Only those lines in the data below from the line containing "use sqlx::PgPool;" through the line containing "pub struct PgFolderRepository", both included, should be restated word for word.

*** Opening Data for analysis ***

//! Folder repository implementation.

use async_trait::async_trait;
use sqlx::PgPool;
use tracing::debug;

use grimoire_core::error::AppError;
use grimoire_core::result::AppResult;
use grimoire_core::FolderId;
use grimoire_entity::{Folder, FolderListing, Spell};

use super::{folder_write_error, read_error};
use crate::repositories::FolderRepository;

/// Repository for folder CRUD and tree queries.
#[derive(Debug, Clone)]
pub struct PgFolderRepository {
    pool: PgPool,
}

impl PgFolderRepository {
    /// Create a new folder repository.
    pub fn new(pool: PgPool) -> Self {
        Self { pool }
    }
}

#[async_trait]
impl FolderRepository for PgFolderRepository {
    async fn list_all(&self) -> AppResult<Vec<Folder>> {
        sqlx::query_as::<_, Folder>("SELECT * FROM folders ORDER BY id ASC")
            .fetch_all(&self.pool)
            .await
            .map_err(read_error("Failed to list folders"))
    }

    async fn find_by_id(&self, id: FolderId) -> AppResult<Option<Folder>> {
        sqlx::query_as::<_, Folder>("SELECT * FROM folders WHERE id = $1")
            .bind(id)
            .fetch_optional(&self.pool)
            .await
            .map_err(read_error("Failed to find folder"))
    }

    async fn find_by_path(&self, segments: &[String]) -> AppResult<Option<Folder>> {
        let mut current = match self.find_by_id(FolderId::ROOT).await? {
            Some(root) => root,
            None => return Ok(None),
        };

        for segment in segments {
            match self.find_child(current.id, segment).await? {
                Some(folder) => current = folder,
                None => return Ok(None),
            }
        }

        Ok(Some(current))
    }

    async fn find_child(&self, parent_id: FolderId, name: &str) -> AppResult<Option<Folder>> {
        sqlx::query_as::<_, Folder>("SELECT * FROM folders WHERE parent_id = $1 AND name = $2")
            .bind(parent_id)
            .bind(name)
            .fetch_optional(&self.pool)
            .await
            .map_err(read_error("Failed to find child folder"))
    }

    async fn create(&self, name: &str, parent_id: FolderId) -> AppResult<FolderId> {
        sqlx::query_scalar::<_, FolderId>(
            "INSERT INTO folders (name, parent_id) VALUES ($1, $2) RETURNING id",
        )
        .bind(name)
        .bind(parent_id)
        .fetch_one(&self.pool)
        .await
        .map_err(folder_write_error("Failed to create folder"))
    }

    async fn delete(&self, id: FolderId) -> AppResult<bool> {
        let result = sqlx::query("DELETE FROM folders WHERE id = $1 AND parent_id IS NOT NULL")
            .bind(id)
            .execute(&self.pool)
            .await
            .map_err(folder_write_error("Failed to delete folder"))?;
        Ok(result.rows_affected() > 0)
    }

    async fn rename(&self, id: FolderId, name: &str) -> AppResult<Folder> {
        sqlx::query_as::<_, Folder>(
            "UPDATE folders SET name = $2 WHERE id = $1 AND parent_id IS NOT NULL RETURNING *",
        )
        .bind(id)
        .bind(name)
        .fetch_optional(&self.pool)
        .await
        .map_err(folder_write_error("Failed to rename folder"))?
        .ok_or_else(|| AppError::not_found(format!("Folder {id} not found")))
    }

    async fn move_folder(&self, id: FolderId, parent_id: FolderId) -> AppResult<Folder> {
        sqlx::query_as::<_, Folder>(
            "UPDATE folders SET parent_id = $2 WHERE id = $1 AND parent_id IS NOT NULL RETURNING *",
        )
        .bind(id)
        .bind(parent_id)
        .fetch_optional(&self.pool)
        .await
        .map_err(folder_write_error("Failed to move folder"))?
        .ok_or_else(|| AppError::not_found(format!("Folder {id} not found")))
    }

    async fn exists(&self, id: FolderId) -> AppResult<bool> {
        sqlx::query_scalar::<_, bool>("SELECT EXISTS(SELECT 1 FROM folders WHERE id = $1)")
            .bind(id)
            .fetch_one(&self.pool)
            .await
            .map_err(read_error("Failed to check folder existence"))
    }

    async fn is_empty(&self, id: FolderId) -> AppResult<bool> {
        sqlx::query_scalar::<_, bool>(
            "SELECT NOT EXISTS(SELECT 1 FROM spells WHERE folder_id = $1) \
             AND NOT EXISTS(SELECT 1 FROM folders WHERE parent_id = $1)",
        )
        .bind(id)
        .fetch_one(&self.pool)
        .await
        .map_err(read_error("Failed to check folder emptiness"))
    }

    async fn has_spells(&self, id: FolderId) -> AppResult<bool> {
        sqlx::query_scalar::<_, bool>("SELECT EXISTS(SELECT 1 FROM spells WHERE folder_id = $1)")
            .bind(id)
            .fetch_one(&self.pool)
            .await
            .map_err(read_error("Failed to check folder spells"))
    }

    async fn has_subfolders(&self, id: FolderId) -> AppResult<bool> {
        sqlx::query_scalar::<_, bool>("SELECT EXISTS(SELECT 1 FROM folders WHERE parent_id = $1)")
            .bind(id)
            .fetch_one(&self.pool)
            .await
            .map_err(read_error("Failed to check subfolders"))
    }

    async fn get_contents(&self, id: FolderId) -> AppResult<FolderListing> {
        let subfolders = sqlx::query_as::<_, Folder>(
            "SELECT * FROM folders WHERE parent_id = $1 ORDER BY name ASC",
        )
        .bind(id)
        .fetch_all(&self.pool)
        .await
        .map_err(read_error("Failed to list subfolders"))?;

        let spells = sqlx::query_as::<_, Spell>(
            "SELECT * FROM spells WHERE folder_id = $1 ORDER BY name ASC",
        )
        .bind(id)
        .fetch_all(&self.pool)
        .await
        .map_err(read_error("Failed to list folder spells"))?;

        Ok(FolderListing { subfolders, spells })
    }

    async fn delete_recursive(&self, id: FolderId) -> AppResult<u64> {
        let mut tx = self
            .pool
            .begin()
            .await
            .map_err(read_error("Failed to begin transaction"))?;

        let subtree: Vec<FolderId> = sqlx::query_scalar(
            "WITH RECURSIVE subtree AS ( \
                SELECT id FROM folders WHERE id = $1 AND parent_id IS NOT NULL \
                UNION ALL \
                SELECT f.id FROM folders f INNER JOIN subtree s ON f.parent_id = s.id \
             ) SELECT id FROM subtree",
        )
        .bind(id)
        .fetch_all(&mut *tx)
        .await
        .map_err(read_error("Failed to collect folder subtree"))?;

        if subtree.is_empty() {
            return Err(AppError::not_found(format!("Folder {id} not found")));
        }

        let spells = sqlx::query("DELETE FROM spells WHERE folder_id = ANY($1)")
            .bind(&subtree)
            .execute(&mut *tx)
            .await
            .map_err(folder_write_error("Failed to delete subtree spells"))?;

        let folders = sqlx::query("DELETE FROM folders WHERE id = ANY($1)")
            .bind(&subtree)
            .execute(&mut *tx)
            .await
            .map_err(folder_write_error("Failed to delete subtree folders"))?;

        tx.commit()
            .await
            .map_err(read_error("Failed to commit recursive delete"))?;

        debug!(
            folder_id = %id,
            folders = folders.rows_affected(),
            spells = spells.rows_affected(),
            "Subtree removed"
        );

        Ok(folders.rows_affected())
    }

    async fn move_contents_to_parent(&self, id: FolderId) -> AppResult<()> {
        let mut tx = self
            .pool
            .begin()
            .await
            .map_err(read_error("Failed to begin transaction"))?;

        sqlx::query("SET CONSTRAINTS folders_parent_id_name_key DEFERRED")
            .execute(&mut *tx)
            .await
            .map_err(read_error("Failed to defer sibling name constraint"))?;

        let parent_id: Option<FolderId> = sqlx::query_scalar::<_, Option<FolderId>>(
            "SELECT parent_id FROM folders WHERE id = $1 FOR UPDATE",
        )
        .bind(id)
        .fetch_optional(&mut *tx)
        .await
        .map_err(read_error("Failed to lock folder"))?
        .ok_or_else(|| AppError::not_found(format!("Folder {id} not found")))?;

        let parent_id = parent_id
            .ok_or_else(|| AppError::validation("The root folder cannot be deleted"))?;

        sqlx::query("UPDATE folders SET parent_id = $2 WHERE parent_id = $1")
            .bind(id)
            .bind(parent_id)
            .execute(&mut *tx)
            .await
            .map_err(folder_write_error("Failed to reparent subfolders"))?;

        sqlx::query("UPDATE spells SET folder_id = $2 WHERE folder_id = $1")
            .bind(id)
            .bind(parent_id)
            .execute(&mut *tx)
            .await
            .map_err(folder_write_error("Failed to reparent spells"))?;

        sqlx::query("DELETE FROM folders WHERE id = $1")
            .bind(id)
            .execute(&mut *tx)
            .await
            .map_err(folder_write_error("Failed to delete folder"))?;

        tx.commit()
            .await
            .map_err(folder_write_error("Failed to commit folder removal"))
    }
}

*** Closing Data for analysis ***
*** Opening Data for analysis ***

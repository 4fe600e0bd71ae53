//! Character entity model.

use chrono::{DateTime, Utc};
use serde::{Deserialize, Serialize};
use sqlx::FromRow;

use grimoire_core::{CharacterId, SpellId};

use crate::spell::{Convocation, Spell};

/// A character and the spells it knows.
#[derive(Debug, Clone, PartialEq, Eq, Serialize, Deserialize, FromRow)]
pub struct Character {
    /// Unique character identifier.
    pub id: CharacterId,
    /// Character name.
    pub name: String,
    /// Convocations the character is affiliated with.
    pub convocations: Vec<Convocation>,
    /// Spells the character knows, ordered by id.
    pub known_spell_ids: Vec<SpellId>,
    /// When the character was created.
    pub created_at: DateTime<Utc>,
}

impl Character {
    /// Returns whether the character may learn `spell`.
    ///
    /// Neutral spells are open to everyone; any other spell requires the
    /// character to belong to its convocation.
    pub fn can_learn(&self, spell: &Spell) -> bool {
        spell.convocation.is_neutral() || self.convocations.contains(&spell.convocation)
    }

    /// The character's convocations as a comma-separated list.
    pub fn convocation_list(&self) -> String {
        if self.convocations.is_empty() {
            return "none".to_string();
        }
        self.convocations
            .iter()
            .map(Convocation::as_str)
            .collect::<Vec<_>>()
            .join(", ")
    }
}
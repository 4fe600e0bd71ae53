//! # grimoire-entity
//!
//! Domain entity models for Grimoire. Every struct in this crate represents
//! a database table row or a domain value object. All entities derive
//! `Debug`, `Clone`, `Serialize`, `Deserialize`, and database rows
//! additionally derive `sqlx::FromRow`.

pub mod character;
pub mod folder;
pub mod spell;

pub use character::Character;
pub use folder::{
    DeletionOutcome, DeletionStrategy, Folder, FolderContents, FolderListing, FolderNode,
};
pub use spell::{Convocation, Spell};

*** Closing Data for analysis ***
*** Opening Data for analysis ***

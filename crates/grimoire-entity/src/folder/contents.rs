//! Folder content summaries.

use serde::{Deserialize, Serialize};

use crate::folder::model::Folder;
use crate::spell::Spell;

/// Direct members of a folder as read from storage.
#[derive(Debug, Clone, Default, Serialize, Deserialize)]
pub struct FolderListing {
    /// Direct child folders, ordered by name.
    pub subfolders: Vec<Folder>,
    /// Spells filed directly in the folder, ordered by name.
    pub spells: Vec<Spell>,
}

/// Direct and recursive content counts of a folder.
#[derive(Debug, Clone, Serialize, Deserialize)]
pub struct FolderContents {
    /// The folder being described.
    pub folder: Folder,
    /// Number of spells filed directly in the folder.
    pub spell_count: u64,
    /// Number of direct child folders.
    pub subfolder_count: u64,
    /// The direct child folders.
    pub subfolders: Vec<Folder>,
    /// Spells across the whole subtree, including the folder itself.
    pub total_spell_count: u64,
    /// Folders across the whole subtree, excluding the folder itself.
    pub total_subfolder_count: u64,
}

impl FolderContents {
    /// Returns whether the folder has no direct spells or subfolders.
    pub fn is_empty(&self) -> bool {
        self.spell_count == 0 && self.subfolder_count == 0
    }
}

*** Closing Data for analysis ***

_Exercise result_:
use sqlx::PgPool;
use tracing::debug;

use grimoire_core::error::AppError;
use grimoire_core::result::AppResult;
use grimoire_core::FolderId;
use grimoire_entity::{Folder, FolderListing, Spell};

use super::{folder_write_error, read_error};
use crate::repositories::FolderRepository;

/// Repository for folder CRUD and tree queries.
#[derive(Debug, Clone)]
pub struct PgFolderRepository {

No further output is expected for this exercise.